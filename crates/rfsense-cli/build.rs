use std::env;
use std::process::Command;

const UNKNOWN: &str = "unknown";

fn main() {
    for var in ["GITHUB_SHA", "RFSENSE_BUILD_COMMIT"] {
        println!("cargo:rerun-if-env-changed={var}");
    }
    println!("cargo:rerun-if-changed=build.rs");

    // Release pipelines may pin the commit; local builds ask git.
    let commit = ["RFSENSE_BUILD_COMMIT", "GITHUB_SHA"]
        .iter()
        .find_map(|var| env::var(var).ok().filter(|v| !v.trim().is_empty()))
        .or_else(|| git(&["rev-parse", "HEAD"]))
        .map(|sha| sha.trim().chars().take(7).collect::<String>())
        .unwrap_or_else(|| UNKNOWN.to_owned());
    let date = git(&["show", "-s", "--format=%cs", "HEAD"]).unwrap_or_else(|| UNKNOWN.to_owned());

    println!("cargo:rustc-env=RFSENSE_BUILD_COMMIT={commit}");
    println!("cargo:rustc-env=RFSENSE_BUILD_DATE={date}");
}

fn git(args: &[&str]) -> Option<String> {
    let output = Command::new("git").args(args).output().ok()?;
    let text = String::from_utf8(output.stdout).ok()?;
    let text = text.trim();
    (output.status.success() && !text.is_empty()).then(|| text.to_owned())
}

***

▶ **THE PROBLEM**
Write out the entries in full, exactly as given.

▶ **RESULT OF THIS EXERCISE**
filename crates/rfsense-cli/build.rs
use std::env;
use std::process::Command;

const UNKNOWN: &str = "unknown";

fn main() {
    for var in ["GITHUB_SHA", "RFSENSE_BUILD_COMMIT"] {
        println!("cargo:rerun-if-env-changed={var}");
    }
    println!("cargo:rerun-if-changed=build.rs");

    // Release pipelines may pin the commit; local builds ask git.
    let commit = ["RFSENSE_BUILD_COMMIT", "GITHUB_SHA"]
        .iter()
        .find_map(|var| env::var(var).ok().filter(|v| !v.trim().is_empty()))
        .or_else(|| git(&["rev-parse", "HEAD"]))
        .map(|sha| sha.trim().chars().take(7).collect::<String>())
        .unwrap_or_else(|| UNKNOWN.to_owned());
    let date = git(&["show", "-s", "--format=%cs", "HEAD"]).unwrap_or_else(|| UNKNOWN.to_owned());

    println!("cargo:rustc-env=RFSENSE_BUILD_COMMIT={commit}");
    println!("cargo:rustc-env=RFSENSE_BUILD_DATE={date}");
}

fn git(args: &[&str]) -> Option<String> {
    let output = Command::new("git").args(args).output().ok()?;
    let text = String::from_utf8(output.stdout).ok()?;
    let text = text.trim();
    (output.status.success() && !text.is_empty()).then(|| text.to_owned())
}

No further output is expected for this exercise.